A multicenter retrospective analysis was performed in patients with metastatic RCC who achieved long-term progression-free survival (PFS) defined as ≥18 months during treatment with sunitinib. Forty six patients (87% male) treated with sunitinib in first (74%) or subsequent lines were included. Median age was 59 years and most common histology was clear cell (93,5%); 89% had undergone prior nephrectomy, 28.3% were metastatic at diagnosis and 58.7% presented one site of metastasis, 28.3% two sites and 13% three or more sites. Twelve patients (26%) had bone metastases. Good, medium and poor prognosis (MKSCC) was presented in 30,4%, 67,4% and 2,2% of patients respectively. Five patients (11%) achieved a complete response (CR), 28 (61%) partial response (PR) and 13 (28.3%) a stable disease with 9 patients (69.2%) achieving stabilization for ≥25 months. Median duration of response was 22.7 months Median time from diagnosis to sunitinib treatment was 2.23 years and median duration of therapy was 27 months. At the time of analysis 37% were still on sunitinib. Median time from start Sunitinib until PR and CR was 4.7 and 12.1 months respectively. Median PFS in the first line setting was 35.4 months (IC95% = [27,52-43,28]) and 31.6 months (IC95% = [5,13-58,13]) in subsequent lines. Median overall survival was not reached at the time of analysis. Reasons for discontinuation were progressive disease (83%), toxicity (10.3%) and death (3.4%). Incidence of adverse events was as expected, with asthenia, hand food syndrome (HFS), hypertension (HTA) and mucositis as main toxicities. Efficacy results are described in the table. The emergence of drug related toxicities, the lack of bone metastasis and the fact of non being metastatic at the time of diagnosis were independenly associated with a trend towards an improvement in PFS (p = NS). A comparison with a population of Sunitinib refractory patients is already ongoing.
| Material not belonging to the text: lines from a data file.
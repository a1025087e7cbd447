//! Transaction wire types, signature hashing and ECDSA helpers.
//!
//! `Tx` serializes in the legacy framing by default; `write_extended` emits
//! the marker/flag framing with witness stacks. The txid is always the
//! chain hash of the legacy serialization.

pub mod sighash;

mod out_point;
mod tx_in;
mod tx_out;

pub use self::out_point::OutPoint;
pub use self::tx_in::{TxIn, SEQUENCE_FINAL};
pub use self::tx_out::TxOut;

use crate::chain::Hasher;
use crate::util::{var_int, Error, Hash256, Result, Serializable};
use secp256k1::ecdsa::Signature;
use secp256k1::{Message, PublicKey, Secp256k1, SecretKey};
use std::fmt;
use std::io;
use std::io::{Read, Write};
use zeroize::Zeroizing;

/// Safety cap on the number of inputs when deserializing.
const MAX_INPUTS: u64 = 1_000_000;
/// Safety cap on the number of outputs when deserializing.
const MAX_OUTPUTS: u64 = 1_000_000;

/// Transaction.
#[derive(Default, PartialEq, Eq, Hash, Clone)]
pub struct Tx {
    /// Transaction version.
    pub version: u32,
    /// Transaction inputs.
    pub inputs: Vec<TxIn>,
    /// Transaction outputs.
    pub outputs: Vec<TxOut>,
    /// The block number or timestamp at which this transaction is unlocked.
    pub lock_time: u32,
}

impl Tx {
    /// Calculates the transaction id: the chain hash of the legacy
    /// serialization, witness data excluded.
    #[must_use]
    pub fn txid(&self, hasher: Hasher) -> Hash256 {
        let mut b = Vec::with_capacity(self.size());
        // Writing to a Vec cannot fail
        self.write(&mut b).unwrap();
        hasher.hash(&b)
    }

    /// Returns true if any input carries a witness stack.
    #[must_use]
    pub fn has_witness(&self) -> bool {
        self.inputs.iter().any(|input| !input.witness.is_empty())
    }

    /// Returns the size of the legacy serialization in bytes.
    #[must_use]
    pub fn size(&self) -> usize {
        8 + var_int::size(self.inputs.len() as u64)
            + self.inputs.iter().map(TxIn::size).sum::<usize>()
            + var_int::size(self.outputs.len() as u64)
            + self.outputs.iter().map(TxOut::size).sum::<usize>()
    }

    /// Writes the extended serialization: marker and flag bytes after the
    /// version, then witness stacks after the outputs.
    ///
    /// # Errors
    /// IO errors.
    pub fn write_extended(&self, writer: &mut dyn Write) -> io::Result<()> {
        writer.write_all(&self.version.to_le_bytes())?;
        writer.write_all(&[0x00, 0x01])?;
        var_int::write(self.inputs.len() as u64, writer)?;
        for tx_in in &self.inputs {
            tx_in.write(writer)?;
        }
        var_int::write(self.outputs.len() as u64, writer)?;
        for tx_out in &self.outputs {
            tx_out.write(writer)?;
        }
        for tx_in in &self.inputs {
            tx_in.write_witness(writer)?;
        }
        writer.write_all(&self.lock_time.to_le_bytes())?;
        Ok(())
    }
}

impl Serializable<Tx> for Tx {
    fn read(reader: &mut dyn Read) -> Result<Tx> {
        let mut version = [0u8; 4];
        reader.read_exact(&mut version).map_err(Error::IOError)?;
        let version = u32::from_le_bytes(version);
        let mut n_inputs = var_int::read(reader)?;
        // A zero input count marks the extended framing; the flag byte follows
        let mut extended = false;
        if n_inputs == 0 {
            let mut flag = [0u8; 1];
            reader.read_exact(&mut flag).map_err(Error::IOError)?;
            if flag[0] != 0x01 {
                return Err(Error::BadData(format!("Unknown tx flag: {}", flag[0])));
            }
            extended = true;
            n_inputs = var_int::read(reader)?;
        }
        if n_inputs > MAX_INPUTS {
            return Err(Error::BadData(format!("Too many inputs: {}", n_inputs)));
        }
        let mut inputs = Vec::with_capacity(n_inputs as usize);
        for _ in 0..n_inputs {
            inputs.push(TxIn::read(reader)?);
        }
        let n_outputs = var_int::read(reader)?;
        if n_outputs > MAX_OUTPUTS {
            return Err(Error::BadData(format!("Too many outputs: {}", n_outputs)));
        }
        let mut outputs = Vec::with_capacity(n_outputs as usize);
        for _ in 0..n_outputs {
            outputs.push(TxOut::read(reader)?);
        }
        if extended {
            for input in &mut inputs {
                input.read_witness(reader)?;
            }
        }
        let mut lock_time = [0u8; 4];
        reader.read_exact(&mut lock_time).map_err(Error::IOError)?;
        let lock_time = u32::from_le_bytes(lock_time);
        Ok(Tx {
            version,
            inputs,
            outputs,
            lock_time,
        })
    }

    fn write(&self, writer: &mut dyn Write) -> io::Result<()> {
        writer.write_all(&self.version.to_le_bytes())?;
        var_int::write(self.inputs.len() as u64, writer)?;
        for tx_in in &self.inputs {
            tx_in.write(writer)?;
        }
        var_int::write(self.outputs.len() as u64, writer)?;
        for tx_out in &self.outputs {
            tx_out.write(writer)?;
        }
        writer.write_all(&self.lock_time.to_le_bytes())?;
        Ok(())
    }
}

impl fmt::Debug for Tx {
    fn fmt(&self, f: &mut fmt::Formatter) -> fmt::Result {
        let inputs_str = format!("[<{} inputs>]", self.inputs.len());
        let outputs_str = format!("[<{} outputs>]", self.outputs.len());
        f.debug_struct("Tx")
            .field("version", &self.version)
            .field(
                "inputs",
                if self.inputs.len() <= 3 { &self.inputs } else { &inputs_str },
            )
            .field(
                "outputs",
                if self.outputs.len() <= 3 { &self.outputs } else { &outputs_str },
            )
            .field("lock_time", &self.lock_time)
            .finish()
    }
}

/// Generates a DER-encoded ECDSA signature for the digest, with the
/// sighash-type byte appended.
///
/// Normalizes S (low). The intermediate key copy is wiped on every exit path.
///
/// # Errors
/// `Error::InvalidPrivateKey` if the key is not 32 bytes or out of range.
pub fn generate_signature(
    private_key: &[u8],
    sighash: &Hash256,
    sighash_type: u32,
) -> Result<Vec<u8>> {
    let key_bytes: Zeroizing<[u8; 32]> = Zeroizing::new(
        private_key
            .try_into()
            .map_err(|_| Error::InvalidPrivateKey("Key must be 32 bytes".to_string()))?,
    );
    let secp = Secp256k1::signing_only();
    let secret_key = SecretKey::from_byte_array(*key_bytes)
        .map_err(|_| Error::InvalidPrivateKey("Key out of range".to_string()))?;
    let message = Message::from_digest(sighash.0);
    let mut signature = secp.sign_ecdsa(message, &secret_key);
    signature.normalize_s();
    let mut der = signature.serialize_der().to_vec();
    der.push((sighash_type & 0xff) as u8);
    Ok(der)
}

/// Verifies a DER-encoded ECDSA signature against a digest and public key.
///
/// The signature must not include a trailing sighash-type byte.
///
/// # Errors
/// `Error::InvalidSignature` when parsing or verification fails.
pub fn verify_signature(sighash: &Hash256, der_sig: &[u8], public_key: &[u8]) -> Result<()> {
    let secp = Secp256k1::verification_only();
    let message = Message::from_digest(sighash.0);
    let signature = Signature::from_der(der_sig)
        .map_err(|_| Error::InvalidSignature("Malformed DER signature".to_string()))?;
    let public_key = PublicKey::from_slice(public_key)
        .map_err(|_| Error::InvalidSignature("Malformed public key".to_string()))?;
    secp.verify_ecdsa(message, &signature, &public_key)
        .map_err(|_| Error::InvalidSignature("Signature does not verify".to_string()))
}

#[cfg(test)]
mod tests {
    use super::*;
    use crate::script::Script;
    use pretty_assertions::assert_eq;
    use std::io::Cursor;

    #[test]
    fn write_read() {
        let mut v = Vec::new();
        let t = Tx {
            version: 1,
            inputs: vec![
                TxIn {
                    prev_output: OutPoint {
                        hash: Hash256([9; 32]),
                        index: 9,
                    },
                    unlock_script: Script(vec![1, 3, 5, 7, 9]),
                    sequence: 100,
                    witness: vec![],
                },
                TxIn {
                    prev_output: OutPoint {
                        hash: Hash256([0; 32]),
                        index: 8,
                    },
                    unlock_script: Script(vec![3; 333]),
                    sequence: 22,
                    witness: vec![],
                },
            ],
            outputs: vec![
                TxOut {
                    amount: 99,
                    lock_script: Script(vec![1, 2, 3, 4, 5, 6, 7, 8, 9, 100, 99, 98, 97, 96]),
                },
                TxOut {
                    amount: 199,
                    lock_script: Script(vec![56, 78, 90, 90, 78, 56]),
                },
            ],
            lock_time: 1000,
        };
        t.write(&mut v).unwrap();
        assert_eq!(v.len(), t.size());
        assert_eq!(Tx::read(&mut Cursor::new(&v)).unwrap(), t);
    }

    #[test]
    fn extended_write_read() {
        let mut t = Tx {
            version: 2,
            inputs: vec![TxIn {
                prev_output: OutPoint {
                    hash: Hash256([7; 32]),
                    index: 1,
                },
                unlock_script: Script(vec![]),
                sequence: SEQUENCE_FINAL,
                witness: vec![vec![0x30, 0x01], vec![0x02; 33]],
            }],
            outputs: vec![TxOut {
                amount: 5000,
                lock_script: Script(vec![0x51]),
            }],
            lock_time: 0,
        };
        let mut v = Vec::new();
        t.write_extended(&mut v).unwrap();
        assert_eq!(&v[4..6], &[0x00, 0x01]);
        let restored = Tx::read(&mut Cursor::new(&v)).unwrap();
        assert_eq!(restored, t);
        assert!(restored.has_witness());
        // The txid ignores the witness data
        let witness_txid = t.txid(Hasher::Sha256d);
        t.inputs[0].witness.clear();
        assert_eq!(t.txid(Hasher::Sha256d), witness_txid);
    }

    #[test]
    fn hostile_witness_count_rejected() {
        // Extended framing with a u64::MAX witness item count
        let mut v = Vec::new();
        v.extend_from_slice(&1u32.to_le_bytes());
        v.extend_from_slice(&[0x00, 0x01]);
        v.push(1);
        v.extend_from_slice(&[0; 36]);
        v.push(0);
        v.extend_from_slice(&[0xff; 4]);
        v.push(1);
        v.extend_from_slice(&1000u64.to_le_bytes());
        v.push(0);
        v.push(0xff);
        v.extend_from_slice(&u64::MAX.to_le_bytes());
        assert!(Tx::read(&mut Cursor::new(&v)).is_err());
    }

    #[test]
    fn genesis_coinbase_txid() {
        let tx = Tx {
            version: 1,
            inputs: vec![TxIn {
                prev_output: OutPoint {
                    hash: Hash256([0; 32]),
                    index: 0xffffffff,
                },
                unlock_script: Script(vec![4, 255, 255, 0, 29, 1, 11]),
                sequence: SEQUENCE_FINAL,
                witness: vec![],
            }],
            outputs: vec![TxOut {
                amount: 5000000000,
                lock_script: Script(vec![
                    65, 4, 114, 17, 168, 36, 245, 91, 80, 82, 40, 228, 195, 213, 25, 76, 31, 207,
                    170, 21, 164, 86, 171, 223, 55, 249, 185, 217, 122, 64, 64, 175, 192, 115,
                    222, 230, 200, 144, 100, 152, 79, 3, 56, 82, 55, 217, 33, 103, 193, 62, 35,
                    100, 70, 180, 23, 171, 121, 160, 252, 174, 65, 42, 227, 49, 107, 119, 172,
                ]),
            }],
            lock_time: 0,
        };
        let h = "9b0fc92260312ce44e74ef369f5c66bbb85848f2eddd5a7a1cde251e54ccfdd5";
        assert_eq!(tx.txid(Hasher::Sha256d), Hash256::decode(h).unwrap());
    }

    #[test]
    fn sign_and_verify() {
        let private_key = [0x11; 32];
        let secp = Secp256k1::new();
        let secret_key = SecretKey::from_byte_array(private_key).unwrap();
        let public_key = PublicKey::from_secret_key(&secp, &secret_key).serialize();
        let digest = Hash256([0x42; 32]);
        let sig = generate_signature(&private_key, &digest, 0x01).unwrap();
        assert_eq!(*sig.last().unwrap(), 0x01);
        // Deterministic nonces: signing twice gives identical bytes
        assert_eq!(sig, generate_signature(&private_key, &digest, 0x01).unwrap());
        verify_signature(&digest, &sig[..sig.len() - 1], &public_key).unwrap();
        assert!(
            verify_signature(&Hash256([0x43; 32]), &sig[..sig.len() - 1], &public_key).is_err()
        );
        assert!(generate_signature(&[1; 31], &digest, 0x01).is_err());
    }
}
Median PFS Months (p = NS)
With vs. without HTA 44.8 vs. 31.10
With vs. without Asthenia 35.5 vs. 32.43
with vs. without HFS 44.8 vs. 31
with vs. without Hypothiroidism 47.4 vs. 43.66
with vs. without bone metastasis 31 vs. 37.5
with vs. without metastasis at diagnosis 32.43 vs. 37.50


E. Esteban: Compensated Consultant/Advisory role at Pfizer

All other authors have declared no conflicts of interest.